Tear strength is affected by four factors: material, thread thickness and construction and coating. The first three factors are directly linked to the fabric itself. A strong material, with thick threads and reinforcement threads in several places, has a proportionally higher tear strength. However, the type of coating used also affects tear strength even if it may be difficult to see with the naked eye.
Imagine a fabric where a tear is developing. A stiff coating, such as PU, will create uneven tension in the fabric and the threads will tear one by one. If, on the other hand, the coating used is more flexible — like silicone — the tension will be spread across more threads, dramatically increasing tear strength.

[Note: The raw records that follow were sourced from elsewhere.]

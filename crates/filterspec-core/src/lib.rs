//! Core of filterspec: compiles declarative filter lists into typed
//! predicate graphs over registered entity types.
//!
//! The pipeline is: decode [`spec::FilterSpec`] lines, resolve each field
//! through [`accessor`], validate and build each leaf through [`registry`],
//! fold the lines into one [`predicate::Predicate`], then either evaluate it
//! in memory ([`predicate::PredicateProgram`]) or push it down to a backend
//! ([`pushdown`]).

pub mod accessor;
pub mod error;
pub mod model;
pub mod predicate;
pub mod pushdown;
pub mod registry;
pub mod spec;
pub mod value;

mod coercion;

#[cfg(test)]
pub(crate) mod test_fixtures;

pub mod prelude {
    pub use crate::{
        accessor::{Accessor, resolve},
        error::BuildError,
        model::{EntityKind, EntityModel, EntityValue, FieldKind, FieldModel},
        predicate::{CompareOp, ComparePredicate, Predicate, PredicateProgram, build_predicate, matches},
        pushdown::{SqlParam, to_sql},
        registry::{OperatorRegistry, OperatorToken},
        spec::{Connector, FilterSpec},
        value::{CoercionId, Float64, KindClass, Timestamp, Value},
    };
}
use crate::{
    model::EntityKind,
    predicate::{CompareOp, Predicate},
    value::{CoercionId, Value},
};

///
/// ResolvedPredicate
///
/// Predicate graph with field names replaced by slot indices, resolved once
/// per entity type at compile time. A name that does not exist on the target
/// entity resolves to no slot and evaluates as a non-match; it never panics.
///

#[derive(Clone, Debug)]
pub(crate) enum ResolvedPredicate {
    True,
    False,
    And(Vec<ResolvedPredicate>),
    Or(Vec<ResolvedPredicate>),
    Not(Box<ResolvedPredicate>),
    Compare(ResolvedCompare),
    IsEmpty { slot: Option<usize> },
    IsNotEmpty { slot: Option<usize> },
    IsNotNull { slot: Option<usize> },
    IsNull { slot: Option<usize> },
}

///
/// ResolvedCompare
///

#[derive(Clone, Debug)]
pub(crate) struct ResolvedCompare {
    pub slot: Option<usize>,
    pub op: CompareOp,
    pub value: Value,
    pub coercion: CoercionId,
}

impl ResolvedPredicate {
    pub(crate) fn resolve<E: EntityKind>(predicate: &Predicate) -> Self {
        match predicate {
            Predicate::True => Self::True,
            Predicate::False => Self::False,
            Predicate::And(children) => {
                Self::And(children.iter().map(Self::resolve::<E>).collect())
            }
            Predicate::Or(children) => Self::Or(children.iter().map(Self::resolve::<E>).collect()),
            Predicate::Not(inner) => Self::Not(Box::new(Self::resolve::<E>(inner))),
            Predicate::Compare(cmp) => Self::Compare(ResolvedCompare {
                slot: E::MODEL.field_slot(&cmp.field),
                op: cmp.op,
                value: cmp.value.clone(),
                coercion: cmp.coercion,
            }),
            Predicate::IsEmpty { field } => Self::IsEmpty {
                slot: E::MODEL.field_slot(field),
            },
            Predicate::IsNotEmpty { field } => Self::IsNotEmpty {
                slot: E::MODEL.field_slot(field),
            },
            Predicate::IsNotNull { field } => Self::IsNotNull {
                slot: E::MODEL.field_slot(field),
            },
            Predicate::IsNull { field } => Self::IsNull {
                slot: E::MODEL.field_slot(field),
            },
        }
    }
}
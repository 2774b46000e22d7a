mod entity;
mod field;

pub use entity::EntityModel;
pub use field::{FieldKind, FieldModel};

use crate::value::Value;

///
/// EntityKind
///
/// Implemented by every filterable entity type. The model is a static table
/// of field names and kinds, declared once per type.
///

pub trait EntityKind {
    const MODEL: &'static EntityModel;
}

///
/// EntityValue
///
/// Runtime field access by slot index. Slots are positions in
/// `MODEL.fields`; `None` and `Some(Value::Null)` both mean the field holds
/// no value.
///

pub trait EntityValue: EntityKind {
    fn field_value(&self, slot: usize) -> Option<Value>;
}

We test our materials based on the international standard ISO 139374. In our Pro and X-Trem tents we use Helsport Superlight® 1000 which, with a tear strength of more than 18 kg, is among the strongest on the market.
According to the international standard EN 343, a fabric is considered waterproof if it has a water column rating of 800 mm. However, in a new fabric, the fabric’s ability to retain a high water column rating over time is more important than the initial water column. The water column is measured by exposing a fabric sample to increasing water pressure. The test is stopped once three droplets of water have passed through the fabric.
Essentially, a water column of 800 signifies that a material is waterproof. However, the water column rating required will differ based on the fabric’s use. For outer tents, a water column of 800 will make the fabric resistant to rain in very windy conditions, but you’d need a higher water column if you were to sit on the ground sheet of a tent that was placed on wet ground. Helsport has therefore chosen a fabric with a higher water column rating for the ground sheet material than for the outer tent.
Silicone and PU coatings degrade over time and sunlight, folding and bending will lead to a reduced water column rating. It’s therefore a good idea to start with a water column higher than 800 mm, to ensure the product a long lifespan.